My URL is being sent as http://localhost/videos/On%20the%20go although if I use rawurldecode("On%20the%20go") I get "Onthego" rather than "On the go"...

 

Any ideas? This should work, I've also tried urldecode() as it's a similar method but had no luck.

How are you retrieving that URI? Can we see some actual code?

 

echo rawurldecode("On%20the%20go"); running this produces "On the go" as expected, for me anyway.

 

If I don't encode the URL or decode it e.g. keep the white space in the URL, it works fine.

I'm have my own MVC, I'm retrieving the URI via $_GET request forwarded to a function using call_user_func_array(), so I then do something like this:

some_function($get = "") {
    if($get != "") {
        echo rawurldecode($get);
    }
}

Nevermind I found the problem:

private function parseURL() {
    if(isset($_GET["url"])) {
        return explode("/", filter_var(rtrim($_GET["url"], "/"), FILTER_SANITIZE_URL));
    }
}
I fixed it by:

private function parseURL() {
    if(isset($_GET["url"])) {
        return explode("/", str_replace('\/', ' ', filter_var(rtrim(str_replace(' ', '\/', $_GET["url"]), "/"), FILTER_SANITIZE_URL)));
    }
}
Do you have any ideas to make this better? Maybe a different character to make the spaces?

When you call $_GET['url'], PHP automatically decodes it. So when you run it through filter_var(), the string has a space in it which is an illegal character, and is thus removed.

 

I've played with it for a bit and I can't see a real clean way to do what you want. I came up with this: (warning - I'm very tired right now. This could be terrible)
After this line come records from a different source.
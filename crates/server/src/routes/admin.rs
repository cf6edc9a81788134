use axum::{
    Extension, Json,
    extract::State,
    http::{HeaderMap, header},
    response::Json as ResponseJson,
};
use db::models::admin::Admin;
use serde::{Deserialize, Serialize};
use services::services::auth::password;
use utils::response::ApiResponse;

use crate::{AppState, error::ApiError};

#[derive(Debug, Deserialize)]
pub struct CredentialsRequest {
    pub email: String,
    pub password: String,
}

#[derive(Debug, Serialize)]
pub struct LoginResponse {
    pub token: String,
    pub admin: Admin,
}

/// One-time bootstrap: creates the first admin account. Refused as soon as
/// any admin exists.
pub async fn setup(
    State(state): State<AppState>,
    Json(payload): Json<CredentialsRequest>,
) -> Result<ResponseJson<ApiResponse<LoginResponse>>, ApiError> {
    if Admin::any_exists(&state.db().conn).await? {
        return Err(ApiError::Forbidden(
            "Admin account already exists".to_string(),
        ));
    }
    if payload.password.len() < 8 {
        return Err(ApiError::BadRequest(
            "Password must be at least 8 characters".to_string(),
        ));
    }

    let admin = Admin::create(
        &state.db().conn,
        &payload.email,
        &password::hash(&payload.password),
    )
    .await?;
    let token = state.admin_tokens().issue(admin.id);

    tracing::info!(email = %admin.email, "Admin account created");
    Ok(ResponseJson(ApiResponse::success(LoginResponse {
        token,
        admin,
    })))
}

pub async fn login(
    State(state): State<AppState>,
    Json(payload): Json<CredentialsRequest>,
) -> Result<ResponseJson<ApiResponse<LoginResponse>>, ApiError> {
    let admin = Admin::find_by_email(&state.db().conn, &payload.email)
        .await?
        .ok_or(ApiError::Unauthorized)?;
    if !password::verify(&payload.password, &admin.password_hash) {
        return Err(ApiError::Unauthorized);
    }

    let token = state.admin_tokens().issue(admin.id);
    Ok(ResponseJson(ApiResponse::success(LoginResponse {
        token,
        admin,
    })))
}

pub async fn me(
    Extension(admin): Extension<Admin>,
) -> Result<ResponseJson<ApiResponse<Admin>>, ApiError> {
    Ok(ResponseJson(ApiResponse::success(admin)))
}

pub async fn logout(
    State(state): State<AppState>,
    headers: HeaderMap,
) -> Result<ResponseJson<ApiResponse<()>>, ApiError> {
    if let Some(token) = headers
        .get(header::AUTHORIZATION)
        .and_then(|value| value.to_str().ok())
        .and_then(|value| value.strip_prefix("Bearer "))
    {
        state.admin_tokens().revoke(token.trim());
    }
    Ok(ResponseJson(ApiResponse::success(())))
}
$parts = explode("/", trim($_GET['url'], "/"));
$parts = array_map(function($part){
	return urldecode(filter_var(urlencode($part), FILTER_SANITIZE_URL));
}, $parts);
This will break up your parameter without sanitizing it, and then it will iterate over each part and do the following: urlencode (to convert the decoded spaces back to +), filter_var (to remove illegal characters), urldecode (to convert any encoded characters back again).

 

Pretty hacky.

 

The way I would do it though, is to just not use filter_var. I would just use regex to replace illegal characters, since there is a whole bunch of characters allowed in FILTER_SANITIZE_URL that really don't need to be in a URL.